Aftertaste of the devil is cold cinnamon, coal, ice-burnt coffee dregs, leaves you blackened as trunks, flattened for sentinels.

Sam, Dean says, from the other bed.

Sam sits up, flips the laptop up, open.

All of these kids, Sam says, born on Wednesdays.

Doesn’t say: there’s a voice in there, in my head, again-- not god, not the devil.

I’m listening.

*  
The state’s dark with idled mines. Closings and shutterings, out-of-works.

Upshur, Sam says, the county, founded by two brothers, soldiers, who lived in a sycamore, hunted rabbit ‘til they ran out of ammo, left the woods to find out the war had passed them by.

Dean laughs at that, fusses with the radio, says, too many ghosts and no freaking leads. Dean drives them out to Leer and Three-Fork, where they boot up, walk the bank.

Buckhannon, where Crystal’s daddy fished muskie and sunfish, where they track for nothing in the foothills of the Alleghenies.

In the morning Route 4, Flatwoods to Ireland, a Shoney’s, biscuits and gravy, the ultimate breakfast buffet, Dean says.

Burnt coffee.

 

*  
Sam drinks soft water at Crystal’s mama’s table, breathes in the scent of fire.

Crystal could call the crows home when she was three, her mama says, see weather before it came on.

There was a blue-tick puppy followed her home; he’s a hound now.

You’re not gonna believe this, Sam says, takes a sip, but—I’m hearing something, a voice; only lead we’ve got.

I believe you, Crystal’s mama says, just—

Find her.

*  
Annis Birch has music on her porch at night, and fireflies.

Songs about strawberry roans, whiskey before breakfast, walking in Jerusalem.

Oh, she says, when Sam pulls up, been waiting on you.

The house is bible-black, ash-color roof.

Don't you bring that sorrow here, boy, Annis says. Flowers and vines twine up her face.  
Oak blossom, broom, meadowsweet maybe, from the old country.

How did you—Sam says, did you speak to me, in my dreams.

These hills like their gospels, Annis says, winks.

You’ve met an angel, she says, more than one.

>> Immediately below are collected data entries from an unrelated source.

//! Plain backtracking checks.

use log::debug;

use super::targets;
use super::types::{PropagationResult, PropagationStats, Propagator, PruneLog};
use crate::csp::{Csp, VarId};

/// Checks the constraints made fully assigned by the latest assignment.
///
/// Never prunes. The initial call (`new_var == None`) does nothing.
#[derive(Debug, Clone, Default)]
pub struct PlainPropagator {
    stats: PropagationStats,
}

impl PlainPropagator {
    pub fn new() -> Self {
        Self::default()
    }

    fn check(&mut self, csp: &Csp, var: VarId) -> bool {
        for &c in csp.constraints_containing(var) {
            let Some(tuple) = csp.assigned_tuple(c) else {
                continue;
            };
            self.stats.support_checks += 1;
            if !csp.satisfies(c, &tuple) {
                debug!(
                    target: targets::PLAIN,
                    "{} violated by {:?} after assigning {}",
                    csp.constraint(c).name(),
                    tuple,
                    csp.variable(var).name()
                );
                return false;
            }
        }
        true
    }
}

impl Propagator for PlainPropagator {
    fn name(&self) -> &'static str {
        "plain"
    }

    fn propagate(&mut self, csp: &mut Csp, new_var: Option<VarId>) -> PropagationResult {
        let consistent = match new_var {
            Some(var) => self.check(csp, var),
            None => true,
        };
        let result = if consistent {
            PropagationResult::consistent(PruneLog::new())
        } else {
            PropagationResult::inconsistent(PruneLog::new())
        };
        self.stats.record(&result);
        result
    }

    fn stats(&self) -> &PropagationStats {
        &self.stats
    }

    fn reset_stats(&mut self) {
        self.stats = PropagationStats::default();
    }
}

You’ve died, and will again.

There’s more, she says, much more.

Yeah, Sam says, there is.

You think we don’t know darkness, these hills, Annis says, but we’ve always had her here. Just now things are waking up. The earth is.

What things, Sam says, wonders at the prick of his knife, the weight of his weapon, the way spells weigh on the memory, the spice-burn of hex.

There are candles guttering in Annis’ fissured windows, faint singing, holes in the ground and sun-don’t-shine.

You know where she is, Sam says, Crystal, maybe the others.

This is gloryland, Annis says, people love their god around here, and hate the devil, but not all the witches are burnt, natural or borderer.

I can see that, Sam says.

There’s foot-a-night vine, there in the yard, dried out. There’s an owl out in the gray barn.

I can help you, Annis says, come in.

*  
Pale. Dean’s face; light at the Cardinal Motel.

Who is she, Dean says.

You’re saying you just knew which house was hers, Dean says, and you heard her talking about …cages and the earth, in your sleep. You knew her name.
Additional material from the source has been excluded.